Apple says San Bernardino iPhone case is 'unprecedented,' cannot be decided in a vacuum
In Apple's final response before a scheduled court hearing next week regarding the San Bernardino iPhone encryption case, the company said the Department of Justice is making an unprecedented request that usurps due legal process, democratic policy and Constitutional rights.
Apple's crack legal team, led by Theodore Boutrous, Jr. and Ted Olson, in today's response (via Christina Warren) reassert many of the same arguments posed in an initial response to the California court order, specifically limitations to the All Writs Act and potential infringement of Apple's First Amendment rights.

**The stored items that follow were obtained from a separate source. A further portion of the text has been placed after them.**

//! No-op sound adapter
//!
//! Used when sound is disabled.

use async_trait::async_trait;
use tracing::debug;

use crate::application::ports::{SoundError, SoundPlayer};

/// Sound player that stays silent
pub struct NoOpSoundPlayer;

impl NoOpSoundPlayer {
    pub fn new() -> Self {
        Self
    }
}

impl Default for NoOpSoundPlayer {
    fn default() -> Self {
        Self::new()
    }
}

#[async_trait]
impl SoundPlayer for NoOpSoundPlayer {
    async fn play_default(&self) -> Result<(), SoundError> {
        debug!("Sound disabled, skipping notification sound");
        Ok(())
    }
}

#[cfg(test)]
mod tests {
    use super::*;

    #[tokio::test]
    async fn noop_returns_ok() {
        let player = NoOpSoundPlayer::new();
        assert!(player.play_default().await.is_ok());
    }
}
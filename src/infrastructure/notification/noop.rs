//! No-op notification adapter

use async_trait::async_trait;
use tracing::debug;

use crate::application::ports::{NotificationError, Notifier};
use crate::domain::notification::NotificationRequest;

/// Notifier that drops every notification
pub struct NoOpNotifier;

impl NoOpNotifier {
    pub fn new() -> Self {
        Self
    }
}

impl Default for NoOpNotifier {
    fn default() -> Self {
        Self::new()
    }
}

#[async_trait]
impl Notifier for NoOpNotifier {
    async fn post(&self, request: &NotificationRequest) -> Result<(), NotificationError> {
        debug!(title = %request.title, "Notifications disabled, dropping notification");
        Ok(())
    }
}
//! IPC (Inter-Process Communication) module for the method channel
//!
//! Provides platform-specific transports:
//! - Unix (Linux/macOS): Unix Domain Sockets
//! - Windows: Named Pipes
//!
//! Both speak the same framing: one JSON `MethodCall` per line in, one JSON
//! `MethodResponse` per line out. A connection may carry several calls.

#[cfg(windows)]
mod named_pipe;
#[cfg(unix)]
mod unix_socket;

#[cfg(windows)]
pub use named_pipe::{NamedPipeClient, NamedPipeServer, PipePath};
#[cfg(unix)]
pub use unix_socket::{SocketPath, UnixSocketClient, UnixSocketServer};

use std::io;
use std::sync::Arc;

use tokio::io::{AsyncBufReadExt, AsyncRead, AsyncWrite, AsyncWriteExt, BufReader};
use tracing::debug;

use crate::application::ports::MethodHandler;
use crate::domain::channel::{ChannelName, MethodCall, MethodResponse, INVALID_MESSAGE};

/// Trait for IPC servers that expose the method channel
#[async_trait::async_trait]
pub trait IpcServer: Send + Sync {
    /// Bind to the IPC endpoint
    fn bind(&mut self) -> io::Result<()>;

    /// Get the path/name of the IPC endpoint
    fn path(&self) -> String;

    /// Accept and handle connections
    ///
    /// This runs in a loop, answering every call on every connection with
    /// the given handler.
    async fn run(&self, handler: Arc<dyn MethodHandler>) -> io::Result<()>;

    /// Cleanup IPC resources
    fn cleanup(&self);
}

/// Trait for IPC clients that call methods on a running bridge
#[async_trait::async_trait]
pub trait IpcClient: Send + Sync {
    /// Check if a bridge appears to be serving the endpoint
    fn is_server_running(&self) -> bool;

    /// Send a call and receive its response
    async fn call(&self, call: &MethodCall) -> io::Result<MethodResponse>;
}

/// Decode one request line and answer it
pub async fn respond(handler: &dyn MethodHandler, line: &str) -> MethodResponse {
    match serde_json::from_str::<MethodCall>(line) {
        Ok(call) => handler.handle(&call).await,
        Err(e) => MethodResponse::error(INVALID_MESSAGE, format!("Malformed method call: {}", e)),
    }
}

/// Serve calls on one connection until the peer closes it
pub(crate) async fn serve_connection<T>(stream: T, handler: Arc<dyn MethodHandler>) -> io::Result<()>
where
    T: AsyncRead + AsyncWrite + Unpin,
{
    let (reader, mut writer) = tokio::io::split(stream);
    let mut lines = BufReader::new(reader).lines();

    while let Some(line) = lines.next_line().await? {
        let line = line.trim();
        if line.is_empty() {
            continue;
        }

        let response = respond(handler.as_ref(), line).await;
        debug!(?response, "Answering method call");
        write_message(&mut writer, &response).await?;
    }

    writer.shutdown().await
}

/// Send one call over a fresh connection and read the response
pub(crate) async fn exchange<T>(stream: T, call: &MethodCall) -> io::Result<MethodResponse>
where
    T: AsyncRead + AsyncWrite + Unpin,
{
    let (reader, mut writer) = tokio::io::split(stream);
    write_message(&mut writer, call).await?;

    let mut reader = BufReader::new(reader);
    let mut line = String::new();
    if reader.read_line(&mut line).await? == 0 {
        return Err(io::Error::new(
            io::ErrorKind::UnexpectedEof,
            "Bridge closed the connection without responding",
        ));
    }

    serde_json::from_str(line.trim()).map_err(|e| io::Error::new(io::ErrorKind::InvalidData, e))
}

async fn write_message<W, M>(writer: &mut W, message: &M) -> io::Result<()>
where
    W: AsyncWrite + Unpin,
    M: serde::Serialize,
{
    let mut encoded =
        serde_json::to_string(message).map_err(|e| io::Error::new(io::ErrorKind::InvalidData, e))?;
    encoded.push('\n');
    writer.write_all(encoded.as_bytes()).await?;
    writer.flush().await
}

/// Create the appropriate IPC server for the current platform
#[cfg(unix)]
pub fn create_ipc_server(channel: &ChannelName) -> Box<dyn IpcServer> {
    Box::new(UnixSocketServer::new(SocketPath::for_channel(channel)))
}

#[cfg(windows)]
pub fn create_ipc_server(channel: &ChannelName) -> Box<dyn IpcServer> {
    Box::new(NamedPipeServer::new(PipePath::for_channel(channel)))
}

/// Create the appropriate IPC client for the current platform
#[cfg(unix)]
pub fn create_ipc_client(channel: &ChannelName) -> Box<dyn IpcClient> {
    Box::new(UnixSocketClient::new(SocketPath::for_channel(channel)))
}

#[cfg(windows)]
pub fn create_ipc_client(channel: &ChannelName) -> Box<dyn IpcClient> {
    Box::new(NamedPipeClient::new(PipePath::for_channel(channel)))
}

#[cfg(test)]
mod tests {
    use super::*;
    use async_trait::async_trait;

    struct EchoHandler;

    #[async_trait]
    impl MethodHandler for EchoHandler {
        async fn handle(&self, call: &MethodCall) -> MethodResponse {
            if call.method == "known" {
                MethodResponse::success()
            } else {
                MethodResponse::NotImplemented
            }
        }
    }

    #[tokio::test]
    async fn respond_routes_valid_calls() {
        let response = respond(&EchoHandler, r#"{"method":"known"}"#).await;
        assert!(response.is_success());
    }

    #[tokio::test]
    async fn respond_rejects_garbage() {
        let response = respond(&EchoHandler, "not json").await;
        match response {
            MethodResponse::Error { code, .. } => assert_eq!(code, INVALID_MESSAGE),
            other => panic!("Expected error response, got {:?}", other),
        }
    }

    #[tokio::test]
    async fn respond_rejects_call_without_method() {
        let response = respond(&EchoHandler, r#"{"arguments":{}}"#).await;
        assert!(matches!(response, MethodResponse::Error { .. }));
    }

    #[tokio::test]
    async fn connection_answers_each_line_in_order() {
        let (client, server) = tokio::io::duplex(1024);
        let handler: Arc<dyn MethodHandler> = Arc::new(EchoHandler);
        let server_task = tokio::spawn(serve_connection(server, handler));

        let (reader, mut writer) = tokio::io::split(client);
        writer
            .write_all(b"{\"method\":\"known\"}\n\n{\"method\":\"other\"}\n")
            .await
            .unwrap();
        writer.shutdown().await.unwrap();

        let mut lines = BufReader::new(reader).lines();
        let first: MethodResponse =
            serde_json::from_str(&lines.next_line().await.unwrap().unwrap()).unwrap();
        let second: MethodResponse =
            serde_json::from_str(&lines.next_line().await.unwrap().unwrap()).unwrap();

        assert!(first.is_success());
        assert_eq!(second, MethodResponse::NotImplemented);
        server_task.await.unwrap().unwrap();
    }

    #[tokio::test]
    async fn exchange_round_trips_one_call() {
        let (client, server) = tokio::io::duplex(1024);
        let handler: Arc<dyn MethodHandler> = Arc::new(EchoHandler);
        tokio::spawn(serve_connection(server, handler));

        let response = exchange(client, &MethodCall::new("known")).await.unwrap();
        assert!(response.is_success());
    }
}
//! PID file management for the bridge server

use std::fs::{self, File};
use std::io::{Read, Write};
use std::path::PathBuf;
use std::process;

use nix::sys::signal::kill;
use nix::unistd::Pid;

use super::runtime_dir;
use crate::domain::channel::ChannelName;

/// PID file guarding a channel against a second server
pub struct PidFile {
    path: PathBuf,
}

impl PidFile {
    /// PID file for a channel, next to its socket
    pub fn for_channel(channel: &ChannelName) -> Self {
        Self {
            path: runtime_dir().join(format!("{}.pid", channel.endpoint_stem())),
        }
    }

    /// Create with custom path
    pub fn with_path(path: impl Into<PathBuf>) -> Self {
        Self { path: path.into() }
    }

    /// Get the PID file path
    pub fn path(&self) -> &PathBuf {
        &self.path
    }

    /// PID of a live server owning this file, if any.
    ///
    /// A file left behind by a dead process is removed.
    pub fn is_running(&self) -> Option<u32> {
        if !self.path.exists() {
            return None;
        }

        let mut contents = String::new();
        File::open(&self.path)
            .and_then(|mut f| f.read_to_string(&mut contents))
            .ok()?;

        let pid: u32 = contents.trim().parse().ok()?;
        if pid == process::id() {
            return None;
        }

        // Signal 0 only checks that the process exists
        match kill(Pid::from_raw(pid as i32), None) {
            Ok(()) => Some(pid),
            Err(nix::errno::Errno::ESRCH) => {
                let _ = fs::remove_file(&self.path);
                None
            }
            Err(_) => None,
        }
    }

    /// Acquire the PID file (fails if another server is running)
    pub fn acquire(&self) -> Result<(), PidFileError> {
        if let Some(pid) = self.is_running() {
            return Err(PidFileError::AlreadyRunning(pid));
        }

        let mut file = File::create(&self.path).map_err(|e| {
            PidFileError::WriteFailed(format!("Failed to create PID file: {}", e))
        })?;

        write!(file, "{}", process::id())
            .map_err(|e| PidFileError::WriteFailed(format!("Failed to write PID: {}", e)))
    }

    /// Release the PID file
    pub fn release(&self) -> Result<(), PidFileError> {
        if self.path.exists() {
            fs::remove_file(&self.path).map_err(|e| {
                PidFileError::RemoveFailed(format!("Failed to remove PID file: {}", e))
            })?;
        }
        Ok(())
    }
}

impl Drop for PidFile {
    fn drop(&mut self) {
        let _ = self.release();
    }
}

/// PID file errors
#[derive(Debug, thiserror::Error)]
pub enum PidFileError {
    #[error("Another bridge is already serving this channel (PID: {0})")]
    AlreadyRunning(u32),

    #[error("Failed to write PID file: {0}")]
    WriteFailed(String),

    #[error("Failed to remove PID file: {0}")]
    RemoveFailed(String),
}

The case, Apple says, is not about "one iPhone," but rather precedent for compelling private companies to hand over customer data at the behest of law enforcement officials.
"It has become crystal clear that this case is not about a 'modest' order and a 'single iPhone,' as the FBI director himself admitted when testifying before Congress two weeks ago," the filing reads. "Instead, this case hinges on a contentious policy issue about how society should weigh what law enforcement officials want against the widespread repercussions and serious risks their demands would create."
Apple references a recent congressional hearing on encryption attended by FBI Director James Comey, Apple's lead counsel Bruce Sewell and other associated parties. Comey at the hearing said he would "of course" leverage any precedent set in the California case to unlock iPhones in other investigations.
In February, Apple was ordered by a federal magistrate judge to comply with FBI requests for assistance in unlocking an iPhone 5c used by San Bernardino terror suspect Syed Rizwan Farook. Specifically, the government is asking Apple to code, sign and deploy an intentionally flawed version of iOS susceptible to brute-force passcode attacks, something security experts warn weakens the inherent safeguards built into millions of devices worldwide.
The company is resisting the ruling, saying the Department of Justice's application of the All Writs Act, a law that provides courts the ability to issue orders when all other judicial options are exhausted, is improper.
Furthermore, the Justice Department and FBI argue that this Court must decide the issue in a vacuum, without regard to either the swirling national debate about mandating a back door or the dangers to the security and privacy of millions of citizens posed by the relief they seek on behalf of the United States. But to determine whether this is an issue capable of judicial resolution under the All Writs Act and the Constitution, the Court not only can consider this broader context, it must do so. Indeed, the Justice Department and FBI are asking this Court to adopt their position even though numerous current and former national security and intelligence officials flatly disagree with them.
Those siding with Apple on the encryption debate foresee a quick deterioration of civil liberties if the DOJ is successful in garnering the motion to compel. Apple itself presented the slippery slope argument on multiple occasions, saying a government win would grant the DOJ limitless power in executing search warrants for digital information.
When it comes to AWA, Apple takes issue not only with the statute's scope, but its application to the instant case. Government overreach aside, the company contends FBI officials have not yet proven necessity, a prerequisite to asserting AWA. Again recalling the early March congressional hearing, Apple notes Comey said he did not know what avenues the FBI had exhausted in its attempts to decrypt Farook's iPhone.
The Justice Department's shifting, contradictory positions on this issue— first blaming the passcode change on the County, then admitting that the FBI told the County to change the passcode after the County objected to being blamed for doing so, and now trying to justify the decision in the face of Director Comey's admission that it was a mistake— discredits any notion that the government properly exhausted all viable investigative alternatives before seeking this extraordinary order from this Court.
Some security experts have claimed the NSA has developed forensics tools capable of breaking iOS encryption, but the agency is supposedly reluctant to relinquish those assets to the FBI as they might end up exposed in court proceedings. In a footnote Apple said, "The government is adept at devising new surveillance techniques."
Importantly, Apple maintains that the political ramifications of creating a software bypass cannot be divorced from the case at hand, as the government is attempting in its assertions. For its part, the Justice Department claims concerns of a weakened iOS encryption backbone are unfounded because the requested software would only be applied to Farook's iPhone. Further, the court does not have authority to adjudicate policy issues, and such topics should therefore not enter discourse.
The filing wraps up with a quote from Justice Louis Brandeis, who almost 90 years ago said, "The greatest dangers to liberty lurk in insidious encroachment by men of zeal, well-meaning but without understanding." Apple seemingly chose the passage to reflect the government's ardent requests for access.
Tech companies, security experts and civil rights advocates have come out in support of Apple, while national security hawks and law enforcement groups side with the DOJ. Apple and the Justice Department are scheduled to discuss the matter in court on March 22.